== TASK STATEMENT ==
Where the material below has a line containing "trigger. Both are", start repeating exactly, and keep going through the line containing "StatusReporter> = Arc::new(DisabledStatusHandler);", with no other lines.

-- MATERIAL FOR THIS TASK follows --

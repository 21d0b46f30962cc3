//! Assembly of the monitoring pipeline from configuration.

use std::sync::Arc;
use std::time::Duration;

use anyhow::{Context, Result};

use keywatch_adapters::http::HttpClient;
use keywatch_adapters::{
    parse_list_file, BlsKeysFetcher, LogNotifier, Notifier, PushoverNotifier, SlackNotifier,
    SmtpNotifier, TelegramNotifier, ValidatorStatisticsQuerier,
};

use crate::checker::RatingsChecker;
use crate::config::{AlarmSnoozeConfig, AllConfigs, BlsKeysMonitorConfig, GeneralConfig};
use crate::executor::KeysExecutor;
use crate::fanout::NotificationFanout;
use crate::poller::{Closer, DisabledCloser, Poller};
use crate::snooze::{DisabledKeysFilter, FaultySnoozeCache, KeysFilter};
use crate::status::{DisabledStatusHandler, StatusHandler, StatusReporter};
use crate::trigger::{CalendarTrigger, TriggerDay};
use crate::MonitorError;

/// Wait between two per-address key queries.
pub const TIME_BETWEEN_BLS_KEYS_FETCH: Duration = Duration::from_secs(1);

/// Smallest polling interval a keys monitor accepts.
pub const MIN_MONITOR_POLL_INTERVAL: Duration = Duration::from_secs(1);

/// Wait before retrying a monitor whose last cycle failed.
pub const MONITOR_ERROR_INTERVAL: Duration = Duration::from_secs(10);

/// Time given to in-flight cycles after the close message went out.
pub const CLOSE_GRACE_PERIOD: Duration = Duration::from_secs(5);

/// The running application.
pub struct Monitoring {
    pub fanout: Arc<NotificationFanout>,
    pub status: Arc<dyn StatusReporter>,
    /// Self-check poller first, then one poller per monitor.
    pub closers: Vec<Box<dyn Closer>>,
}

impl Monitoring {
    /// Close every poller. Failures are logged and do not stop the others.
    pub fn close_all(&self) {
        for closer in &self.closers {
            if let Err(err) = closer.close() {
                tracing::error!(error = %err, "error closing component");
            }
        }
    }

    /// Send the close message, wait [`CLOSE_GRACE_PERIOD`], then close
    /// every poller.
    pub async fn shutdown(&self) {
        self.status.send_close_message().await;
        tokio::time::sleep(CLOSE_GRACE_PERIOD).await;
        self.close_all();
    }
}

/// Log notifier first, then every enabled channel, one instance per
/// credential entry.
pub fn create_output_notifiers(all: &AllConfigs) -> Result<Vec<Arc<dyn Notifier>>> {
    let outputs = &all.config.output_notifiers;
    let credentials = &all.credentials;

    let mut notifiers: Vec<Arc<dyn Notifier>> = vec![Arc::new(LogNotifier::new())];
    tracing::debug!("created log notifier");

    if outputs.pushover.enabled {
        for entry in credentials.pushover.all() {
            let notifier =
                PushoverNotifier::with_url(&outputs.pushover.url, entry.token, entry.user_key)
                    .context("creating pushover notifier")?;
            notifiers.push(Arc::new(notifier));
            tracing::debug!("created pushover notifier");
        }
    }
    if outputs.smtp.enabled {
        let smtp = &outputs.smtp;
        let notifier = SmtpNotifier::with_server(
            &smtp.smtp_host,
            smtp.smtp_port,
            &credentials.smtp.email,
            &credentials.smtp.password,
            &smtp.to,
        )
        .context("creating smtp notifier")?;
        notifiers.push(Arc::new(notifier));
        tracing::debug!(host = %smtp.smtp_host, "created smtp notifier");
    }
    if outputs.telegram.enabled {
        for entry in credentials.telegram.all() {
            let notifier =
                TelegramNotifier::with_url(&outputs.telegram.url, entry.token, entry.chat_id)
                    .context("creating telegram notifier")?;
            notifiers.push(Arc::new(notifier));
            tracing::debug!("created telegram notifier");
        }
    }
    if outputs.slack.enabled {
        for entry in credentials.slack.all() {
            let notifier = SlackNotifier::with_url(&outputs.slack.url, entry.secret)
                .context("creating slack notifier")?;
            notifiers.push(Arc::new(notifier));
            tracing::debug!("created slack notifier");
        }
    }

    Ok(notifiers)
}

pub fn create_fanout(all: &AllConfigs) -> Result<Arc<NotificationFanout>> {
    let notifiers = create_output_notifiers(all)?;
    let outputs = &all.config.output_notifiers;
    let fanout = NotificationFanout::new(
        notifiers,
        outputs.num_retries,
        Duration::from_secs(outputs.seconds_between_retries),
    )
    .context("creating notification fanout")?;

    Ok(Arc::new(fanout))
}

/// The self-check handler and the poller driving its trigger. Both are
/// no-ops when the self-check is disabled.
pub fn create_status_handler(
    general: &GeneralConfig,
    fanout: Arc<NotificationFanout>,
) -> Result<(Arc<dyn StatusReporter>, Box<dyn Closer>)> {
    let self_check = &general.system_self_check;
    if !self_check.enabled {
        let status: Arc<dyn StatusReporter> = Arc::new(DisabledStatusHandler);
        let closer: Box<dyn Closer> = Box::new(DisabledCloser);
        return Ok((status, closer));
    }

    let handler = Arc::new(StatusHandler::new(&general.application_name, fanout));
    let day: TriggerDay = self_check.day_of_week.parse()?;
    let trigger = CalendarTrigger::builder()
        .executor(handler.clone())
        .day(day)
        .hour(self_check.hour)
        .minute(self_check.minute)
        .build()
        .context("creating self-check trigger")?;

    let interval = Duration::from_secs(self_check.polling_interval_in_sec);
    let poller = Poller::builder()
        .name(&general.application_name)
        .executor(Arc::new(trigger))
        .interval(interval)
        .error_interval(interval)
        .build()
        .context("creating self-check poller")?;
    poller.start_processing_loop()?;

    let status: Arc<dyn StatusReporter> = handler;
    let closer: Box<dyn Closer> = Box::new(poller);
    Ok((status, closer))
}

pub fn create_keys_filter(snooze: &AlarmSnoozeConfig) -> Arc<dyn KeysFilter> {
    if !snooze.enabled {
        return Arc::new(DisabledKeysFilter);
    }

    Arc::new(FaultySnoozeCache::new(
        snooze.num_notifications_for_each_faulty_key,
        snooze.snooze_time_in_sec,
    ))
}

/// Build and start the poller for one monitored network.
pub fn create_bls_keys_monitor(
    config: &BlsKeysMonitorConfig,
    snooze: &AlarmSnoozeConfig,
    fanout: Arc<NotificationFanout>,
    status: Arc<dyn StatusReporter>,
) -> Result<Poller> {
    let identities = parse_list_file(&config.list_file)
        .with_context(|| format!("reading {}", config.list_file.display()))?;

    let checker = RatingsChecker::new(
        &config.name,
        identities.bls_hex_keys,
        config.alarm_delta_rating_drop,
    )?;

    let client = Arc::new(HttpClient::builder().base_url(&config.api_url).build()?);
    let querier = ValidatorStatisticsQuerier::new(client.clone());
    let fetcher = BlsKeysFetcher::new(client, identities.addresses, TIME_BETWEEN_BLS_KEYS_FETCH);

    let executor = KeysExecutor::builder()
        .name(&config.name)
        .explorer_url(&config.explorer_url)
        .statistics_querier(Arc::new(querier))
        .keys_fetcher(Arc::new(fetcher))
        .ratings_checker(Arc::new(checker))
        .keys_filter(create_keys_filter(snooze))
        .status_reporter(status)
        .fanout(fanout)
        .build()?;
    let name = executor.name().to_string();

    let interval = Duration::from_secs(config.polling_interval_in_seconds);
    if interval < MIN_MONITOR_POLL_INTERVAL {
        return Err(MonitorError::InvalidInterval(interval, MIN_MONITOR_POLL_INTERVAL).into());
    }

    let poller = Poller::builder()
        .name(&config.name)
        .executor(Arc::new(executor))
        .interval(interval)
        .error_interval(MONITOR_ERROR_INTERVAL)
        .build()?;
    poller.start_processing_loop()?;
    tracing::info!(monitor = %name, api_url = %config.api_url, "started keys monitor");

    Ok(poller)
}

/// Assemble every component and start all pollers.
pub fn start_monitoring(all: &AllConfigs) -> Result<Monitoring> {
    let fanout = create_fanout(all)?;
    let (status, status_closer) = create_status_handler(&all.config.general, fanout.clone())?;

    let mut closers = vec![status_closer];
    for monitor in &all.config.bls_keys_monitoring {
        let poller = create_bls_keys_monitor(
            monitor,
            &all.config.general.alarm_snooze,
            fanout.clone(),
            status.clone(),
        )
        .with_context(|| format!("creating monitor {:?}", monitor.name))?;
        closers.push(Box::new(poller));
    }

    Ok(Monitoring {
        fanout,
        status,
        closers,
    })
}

-- MATERIAL FOR THIS TASK concluded --
-- MATERIAL FOR THIS TASK follows --

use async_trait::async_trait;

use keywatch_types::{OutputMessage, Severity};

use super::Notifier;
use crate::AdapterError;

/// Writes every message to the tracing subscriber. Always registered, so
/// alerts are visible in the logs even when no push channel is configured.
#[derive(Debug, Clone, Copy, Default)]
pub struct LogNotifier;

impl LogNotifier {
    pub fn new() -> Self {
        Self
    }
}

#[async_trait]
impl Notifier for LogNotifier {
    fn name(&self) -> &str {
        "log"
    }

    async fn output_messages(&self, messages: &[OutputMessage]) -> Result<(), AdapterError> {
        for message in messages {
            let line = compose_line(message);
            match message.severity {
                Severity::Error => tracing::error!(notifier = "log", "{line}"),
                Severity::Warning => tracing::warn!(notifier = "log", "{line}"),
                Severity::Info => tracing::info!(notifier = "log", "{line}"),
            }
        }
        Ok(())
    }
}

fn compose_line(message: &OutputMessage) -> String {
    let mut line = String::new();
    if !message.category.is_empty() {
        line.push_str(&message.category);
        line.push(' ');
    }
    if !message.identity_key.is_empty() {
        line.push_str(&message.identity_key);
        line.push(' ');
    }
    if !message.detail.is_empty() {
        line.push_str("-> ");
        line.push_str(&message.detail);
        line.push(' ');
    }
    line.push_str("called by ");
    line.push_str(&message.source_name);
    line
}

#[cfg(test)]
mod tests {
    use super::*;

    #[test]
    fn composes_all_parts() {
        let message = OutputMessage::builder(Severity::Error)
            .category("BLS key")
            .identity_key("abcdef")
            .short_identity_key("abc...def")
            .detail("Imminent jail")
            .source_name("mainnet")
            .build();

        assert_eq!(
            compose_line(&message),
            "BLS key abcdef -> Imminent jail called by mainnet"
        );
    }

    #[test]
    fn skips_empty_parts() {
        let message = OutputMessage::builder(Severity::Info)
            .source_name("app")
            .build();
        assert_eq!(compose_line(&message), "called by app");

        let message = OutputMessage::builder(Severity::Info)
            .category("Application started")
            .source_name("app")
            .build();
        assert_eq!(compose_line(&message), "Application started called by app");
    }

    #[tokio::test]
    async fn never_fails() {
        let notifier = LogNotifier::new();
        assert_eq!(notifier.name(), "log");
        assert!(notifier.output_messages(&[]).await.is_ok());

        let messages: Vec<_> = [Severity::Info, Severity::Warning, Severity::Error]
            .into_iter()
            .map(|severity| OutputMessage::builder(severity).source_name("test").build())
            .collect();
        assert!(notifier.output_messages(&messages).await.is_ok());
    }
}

-- MATERIAL FOR THIS TASK concluded --
-- MATERIAL FOR THIS TASK follows --

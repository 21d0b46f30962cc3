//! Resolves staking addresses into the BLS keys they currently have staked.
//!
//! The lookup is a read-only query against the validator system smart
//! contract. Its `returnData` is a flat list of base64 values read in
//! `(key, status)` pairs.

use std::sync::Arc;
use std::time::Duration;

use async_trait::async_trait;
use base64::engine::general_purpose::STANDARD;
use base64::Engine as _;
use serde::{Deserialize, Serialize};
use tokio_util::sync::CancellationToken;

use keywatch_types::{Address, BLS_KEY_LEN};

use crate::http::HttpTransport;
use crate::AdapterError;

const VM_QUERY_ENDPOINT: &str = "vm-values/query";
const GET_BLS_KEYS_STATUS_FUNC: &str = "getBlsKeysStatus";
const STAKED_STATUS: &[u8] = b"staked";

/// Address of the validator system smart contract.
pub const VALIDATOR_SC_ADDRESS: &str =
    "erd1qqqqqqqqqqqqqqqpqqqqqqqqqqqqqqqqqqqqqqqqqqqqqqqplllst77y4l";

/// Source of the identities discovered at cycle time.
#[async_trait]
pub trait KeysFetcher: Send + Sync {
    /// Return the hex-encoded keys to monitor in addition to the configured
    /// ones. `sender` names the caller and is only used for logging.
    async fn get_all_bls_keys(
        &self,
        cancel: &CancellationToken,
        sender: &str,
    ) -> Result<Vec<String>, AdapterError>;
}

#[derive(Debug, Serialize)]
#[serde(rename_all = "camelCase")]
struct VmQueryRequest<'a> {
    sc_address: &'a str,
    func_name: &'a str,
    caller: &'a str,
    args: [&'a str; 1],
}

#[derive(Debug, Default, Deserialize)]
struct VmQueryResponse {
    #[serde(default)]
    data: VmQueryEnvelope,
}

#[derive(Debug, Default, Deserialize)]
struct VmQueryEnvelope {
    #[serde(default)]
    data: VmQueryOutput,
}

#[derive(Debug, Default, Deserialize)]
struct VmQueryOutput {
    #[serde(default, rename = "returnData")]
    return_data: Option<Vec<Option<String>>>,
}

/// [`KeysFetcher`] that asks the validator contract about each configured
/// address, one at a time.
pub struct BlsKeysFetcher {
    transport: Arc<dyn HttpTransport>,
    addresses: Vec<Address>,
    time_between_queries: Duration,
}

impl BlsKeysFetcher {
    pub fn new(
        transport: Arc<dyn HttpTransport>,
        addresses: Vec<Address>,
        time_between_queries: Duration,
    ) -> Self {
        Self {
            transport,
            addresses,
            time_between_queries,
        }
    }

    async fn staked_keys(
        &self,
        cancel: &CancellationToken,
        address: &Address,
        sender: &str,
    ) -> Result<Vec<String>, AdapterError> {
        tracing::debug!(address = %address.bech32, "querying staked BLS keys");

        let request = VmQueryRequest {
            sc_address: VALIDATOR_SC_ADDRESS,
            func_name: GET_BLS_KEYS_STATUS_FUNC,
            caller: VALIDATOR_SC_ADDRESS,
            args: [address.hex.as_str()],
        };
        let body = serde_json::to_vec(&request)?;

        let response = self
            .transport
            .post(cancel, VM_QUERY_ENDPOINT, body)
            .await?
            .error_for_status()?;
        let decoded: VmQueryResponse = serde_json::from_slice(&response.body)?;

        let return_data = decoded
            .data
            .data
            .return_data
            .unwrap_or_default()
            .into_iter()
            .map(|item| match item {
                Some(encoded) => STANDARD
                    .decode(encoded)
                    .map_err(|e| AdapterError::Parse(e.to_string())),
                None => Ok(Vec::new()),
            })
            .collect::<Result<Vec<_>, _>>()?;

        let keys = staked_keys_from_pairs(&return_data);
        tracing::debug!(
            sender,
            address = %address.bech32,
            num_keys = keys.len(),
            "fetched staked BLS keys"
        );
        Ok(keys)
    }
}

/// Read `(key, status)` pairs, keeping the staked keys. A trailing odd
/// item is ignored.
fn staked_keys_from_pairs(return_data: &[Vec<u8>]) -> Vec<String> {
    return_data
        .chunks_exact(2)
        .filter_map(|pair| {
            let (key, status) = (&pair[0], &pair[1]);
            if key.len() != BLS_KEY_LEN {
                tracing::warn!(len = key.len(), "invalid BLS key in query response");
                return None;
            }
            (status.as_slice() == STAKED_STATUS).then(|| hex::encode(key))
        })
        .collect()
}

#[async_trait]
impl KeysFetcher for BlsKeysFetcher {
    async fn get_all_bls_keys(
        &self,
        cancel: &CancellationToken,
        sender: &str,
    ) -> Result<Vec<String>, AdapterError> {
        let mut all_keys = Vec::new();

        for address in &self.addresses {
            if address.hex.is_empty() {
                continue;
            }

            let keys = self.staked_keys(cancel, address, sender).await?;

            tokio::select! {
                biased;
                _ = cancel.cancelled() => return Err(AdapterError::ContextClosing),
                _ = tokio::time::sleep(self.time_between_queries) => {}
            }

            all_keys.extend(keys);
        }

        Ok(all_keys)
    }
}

-- MATERIAL FOR THIS TASK concluded --

== FINISHED EXERCISE ==
/// The self-check handler and the poller driving its trigger. Both are
/// no-ops when the self-check is disabled.
pub fn create_status_handler(
    general: &GeneralConfig,
    fanout: Arc<NotificationFanout>,
) -> Result<(Arc<dyn StatusReporter>, Box<dyn Closer>)> {
    let self_check = &general.system_self_check;
    if !self_check.enabled {
        let status: Arc<dyn StatusReporter> = Arc::new(DisabledStatusHandler);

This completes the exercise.